Lors de la réunion inaugurale du 3 mai 2016, la ministre de la Culture et de la Communication Audrey Azoulay a résumé les défis que rencontrera le nouveau Conseil supérieur des Archives : « Il s’agit aujourd’hui de faire face au bouleversement numérique, politique et scientifique de ce continent de la mémoire que sont les archives de la Nation ». En effet, outre la nécessité de communiquer au plus grand nombre les archives publiques et privées en les numérisant, les archivistes doivent désormais appréhender une véritable révolution, celle des archives électroniques. Or comment conserver, protéger et sécuriser ces nouvelles archives sur le long terme? Et, tout simplement, comment collecter ces documents que Jean-Louis Debré qualifie de « déterminants du mécanisme de la prise de décision » tels que peuvent l'être les « courriers électroniques, [les] fichiers stockés sur les ordinateurs, mais aussi [les] simples conversations entre hommes d’État, qui parfois sont lourdes de conséquences, et pourquoi pas [les] textos, qui sont parfois les seules traces d’une décision politique »… Bien entendu, les archivistes non pas attendu la nomination de l'ancien ministre de l'Intérieur pour se poser toutes ces questions. Elles sont déjà l’objet de nombreuses réflexions dont l’issue permettra de ne pas perdre les précieuses données qui nous permettent de faire avancer la connaissance historique.

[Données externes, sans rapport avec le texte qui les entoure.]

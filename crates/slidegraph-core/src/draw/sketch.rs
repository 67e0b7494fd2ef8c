//! A drawing surface bound to one slot.
//!
//! [`Sketch`] collects layered SVG output for a single region and tracks the
//! extent of everything drawn into it. Renderers lay out inside
//! [`Sketch::clip`]; the composer checks [`Sketch::overflows`] afterwards.
//! All coordinates pass through [`px`], so no drawing call can emit `NaN`
//! or infinities.

use log::trace;
use svg::node::element as svg_element;

use crate::{
    color::Color,
    draw::{
        Drawable, LayeredOutput, PathBuilder, RectangleDefinition, RenderLayer, ShapeDefinition,
        ShapeStyle, StrokeDefinition, Text, VerticalAlign,
    },
    geometry::{Bounds, Point, Size, px, sanitize},
};

/// Layered output plus the extent of what was drawn.
///
/// # Examples
///
/// ```
/// # use slidegraph_core::draw::{RenderLayer, ShapeStyle, Sketch};
/// # use slidegraph_core::geometry::{Bounds, Point, Size};
/// # use slidegraph_core::color::Color;
/// let slot = Bounds::new_from_top_left(Point::new(0.0, 0.0), Size::new(200.0, 100.0));
/// let mut sketch = Sketch::new(slot);
/// let bar = Bounds::new_from_top_left(Point::new(10.0, 10.0), Size::new(20.0, 80.0));
/// sketch.rect(RenderLayer::Content, bar, &ShapeStyle::filled(Color::default()), 0.0);
/// assert_eq!(sketch.extent(), Some(bar));
/// assert!(!sketch.overflows());
/// ```
#[derive(Debug)]
pub struct Sketch {
    clip: Bounds,
    output: LayeredOutput,
    extent: Option<Bounds>,
}

impl Sketch {
    pub fn new(clip: Bounds) -> Self {
        Self {
            clip,
            output: LayeredOutput::new(),
            extent: None,
        }
    }

    /// The region this sketch is expected to stay inside.
    pub fn clip(&self) -> Bounds {
        self.clip
    }

    /// Bounds of everything drawn so far.
    pub fn extent(&self) -> Option<Bounds> {
        self.extent
    }

    /// Returns true when something was drawn outside [`Sketch::clip`].
    pub fn overflows(&self) -> bool {
        self.extent
            .is_some_and(|extent| !self.clip.contains_bounds(&extent))
    }

    pub fn is_empty(&self) -> bool {
        self.output.is_empty()
    }

    /// Consumes the sketch, returning its layered output.
    pub fn finish(self) -> LayeredOutput {
        self.output
    }

    /// Merges a nested sketch's output and extent into this one.
    pub fn absorb(&mut self, nested: Sketch) {
        if let Some(extent) = nested.extent {
            self.record(extent);
        }
        self.output.merge(nested.output);
    }

    /// Adds a raw node with a known extent.
    pub fn node(&mut self, layer: RenderLayer, extent: Bounds, node: Box<dyn svg::Node>) {
        self.record(extent);
        self.output.add_to_layer(layer, node);
    }

    /// Draws a rectangle with optional rounded corners.
    pub fn rect(&mut self, layer: RenderLayer, bounds: Bounds, style: &ShapeStyle, radius: f32) {
        let shape = RectangleDefinition::new(style.clone()).with_rounded(radius);
        self.shape(layer, &shape, bounds);
    }

    /// Renders a shape definition into `bounds`.
    pub fn shape(&mut self, layer: RenderLayer, shape: &dyn ShapeDefinition, bounds: Bounds) {
        let bounds = rounded_bounds(bounds);
        self.node(layer, bounds, shape.render_to_svg(bounds));
    }

    pub fn line(&mut self, layer: RenderLayer, from: Point, to: Point, stroke: &StrokeDefinition) {
        let (from, to) = (rounded(from), rounded(to));
        let line = svg_element::Line::new()
            .set("x1", from.x())
            .set("y1", from.y())
            .set("x2", to.x())
            .set("y2", to.y());
        let line = crate::apply_stroke!(line, stroke);
        if let Some(extent) = Bounds::enclosing([from, to]) {
            self.node(layer, extent, Box::new(line));
        }
    }

    /// Draws an open polyline; fewer than two points draw nothing.
    pub fn polyline(&mut self, layer: RenderLayer, points: &[Point], stroke: &StrokeDefinition) {
        if points.len() < 2 {
            return;
        }
        let path = points
            .iter()
            .skip(1)
            .fold(PathBuilder::new().move_to(points[0]), |path, p| {
                path.line_to(*p)
            });
        self.path(layer, path, &ShapeStyle::outlined(stroke.clone()));
    }

    /// Draws a closed polygon; fewer than three points draw nothing.
    pub fn polygon(&mut self, layer: RenderLayer, points: &[Point], style: &ShapeStyle) {
        if points.len() < 3 {
            return;
        }
        let path = points
            .iter()
            .skip(1)
            .fold(PathBuilder::new().move_to(points[0]), |path, p| {
                path.line_to(*p)
            })
            .close();
        self.path(layer, path, style);
    }

    pub fn circle(&mut self, layer: RenderLayer, center: Point, radius: f32, style: &ShapeStyle) {
        let center = rounded(center);
        let radius = px(radius.max(0.0));
        let circle = svg_element::Circle::new()
            .set("cx", center.x())
            .set("cy", center.y())
            .set("r", radius);
        let circle = crate::apply_fill!(circle, style.fill());
        let circle = match style.stroke() {
            Some(stroke) => crate::apply_stroke!(circle, stroke),
            None => circle,
        };
        let extent = Bounds::new_from_center(center, Size::new(radius * 2.0, radius * 2.0));
        self.node(layer, extent, Box::new(circle));
    }

    /// Draws a path outline; empty paths draw nothing.
    pub fn path(&mut self, layer: RenderLayer, path: PathBuilder, style: &ShapeStyle) {
        let Some(extent) = path.bounds() else {
            return;
        };
        let element = svg_element::Path::new().set("d", path.into_data());
        let element = crate::apply_fill!(element, style.fill());
        let element = match style.stroke() {
            Some(stroke) => crate::apply_stroke!(element, stroke),
            None => element,
        };
        self.node(layer, extent, Box::new(element));
    }

    /// Draws a straight arrow with a filled head at `to`, and at `from`
    /// when `both_ends` is set.
    ///
    /// Arrows shorter than their heads degrade to a plain line.
    pub fn arrow(
        &mut self,
        from: Point,
        to: Point,
        stroke: &StrokeDefinition,
        head: f32,
        both_ends: bool,
    ) {
        let delta = to.sub_point(from);
        let length = delta.hypot();
        let heads = if both_ends { 2.0 } else { 1.0 };
        if !length.is_finite() || length <= head * heads {
            self.line(RenderLayer::Connector, from, to, stroke);
            return;
        }

        let direction = delta.scale(1.0 / length);
        let shaft_end = to.sub_point(direction.scale(head));
        let shaft_start = if both_ends {
            from.add_point(direction.scale(head))
        } else {
            from
        };
        self.line(RenderLayer::Connector, shaft_start, shaft_end, stroke);
        self.arrow_head(to, direction, head, stroke.color());
        if both_ends {
            self.arrow_head(from, direction.scale(-1.0), head, stroke.color());
        }
    }

    fn arrow_head(&mut self, tip: Point, direction: Point, head: f32, color: Color) {
        let base = tip.sub_point(direction.scale(head));
        let normal = Point::new(-direction.y(), direction.x()).scale(head * 0.5);
        let points = [tip, base.add_point(normal), base.sub_point(normal)];
        self.polygon(RenderLayer::Connector, &points, &ShapeStyle::filled(color));
    }

    /// Renders a drawable centered at `center`.
    pub fn draw<D: Drawable>(&mut self, center: Point, drawable: &D) {
        let center = Point::new(sanitize(center.x()), sanitize(center.y()));
        let output = drawable.render_to_layers(center);
        if output.is_empty() {
            return;
        }
        self.record(center.to_bounds(drawable.size()));
        self.output.merge(output);
    }

    /// Places a text block inside `bounds` according to its anchor and
    /// `valign`, returning the bounds it occupies.
    pub fn text(&mut self, text: &Text<'_>, bounds: Bounds, valign: VerticalAlign) -> Bounds {
        let center = text.center_in(bounds, valign);
        self.draw(center, text);
        center.to_bounds(text.size())
    }

    fn record(&mut self, bounds: Bounds) {
        trace!(
            min_x = bounds.min_x(),
            min_y = bounds.min_y(),
            max_x = bounds.max_x(),
            max_y = bounds.max_y();
            "Recorded sketch extent"
        );
        self.extent = Some(match self.extent {
            Some(extent) => extent.merge(&bounds),
            None => bounds,
        });
    }
}

fn rounded(point: Point) -> Point {
    Point::new(px(point.x()), px(point.y()))
}

fn rounded_bounds(bounds: Bounds) -> Bounds {
    let min = rounded(bounds.min_point());
    let size = Size::new(px(bounds.width()).max(0.0), px(bounds.height()).max(0.0));
    Bounds::new_from_top_left(min, size)
}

Installation du nouveau Conseil supérieur des archives. MCC / Mehrak.

Enfin, la ministre rappelle « [qu']au moment où nous assistons à une guerre des mémoires », le Conseil supérieur des Archives devra également mener d’intenses réflexions sur la place que doivent occuper les archives « en matière d’éducation à la citoyenneté ». On comprend mieux dès lors l'importance de la gestion sereine et collégiale des archives pour éviter de construire une énième mémoire nationale mais bien pour réaliser une histoire scientifique, juste, et donc apaisée. Loin d'être une planque dorée faite sur mesure pour Jean-Louis Debré, le Conseil supérieur des Archives a donc une véritable utilité, à condition néanmoins qu’on lui en donne les moyens et qu'il soit écouté. Mais ceci est un autre débat…

Yves-Marie EVANNO

 

 

 

1 Il s’agit en effet d’un sujet sensible entre les archivistes et les historiens. Et pour cause, comment trouver le juste équilibre entre le besoin d’éliminer une partie des innombrables kilomètres linéaires de documents produits chaque année par les administrations, tout en conservant un maximum de données historiques ? Sur ce point, voir notamment le Cadre méthodologique pour l'évaluation, la sélection et l'échantillonnage des archives publiques publié en juillet 2014.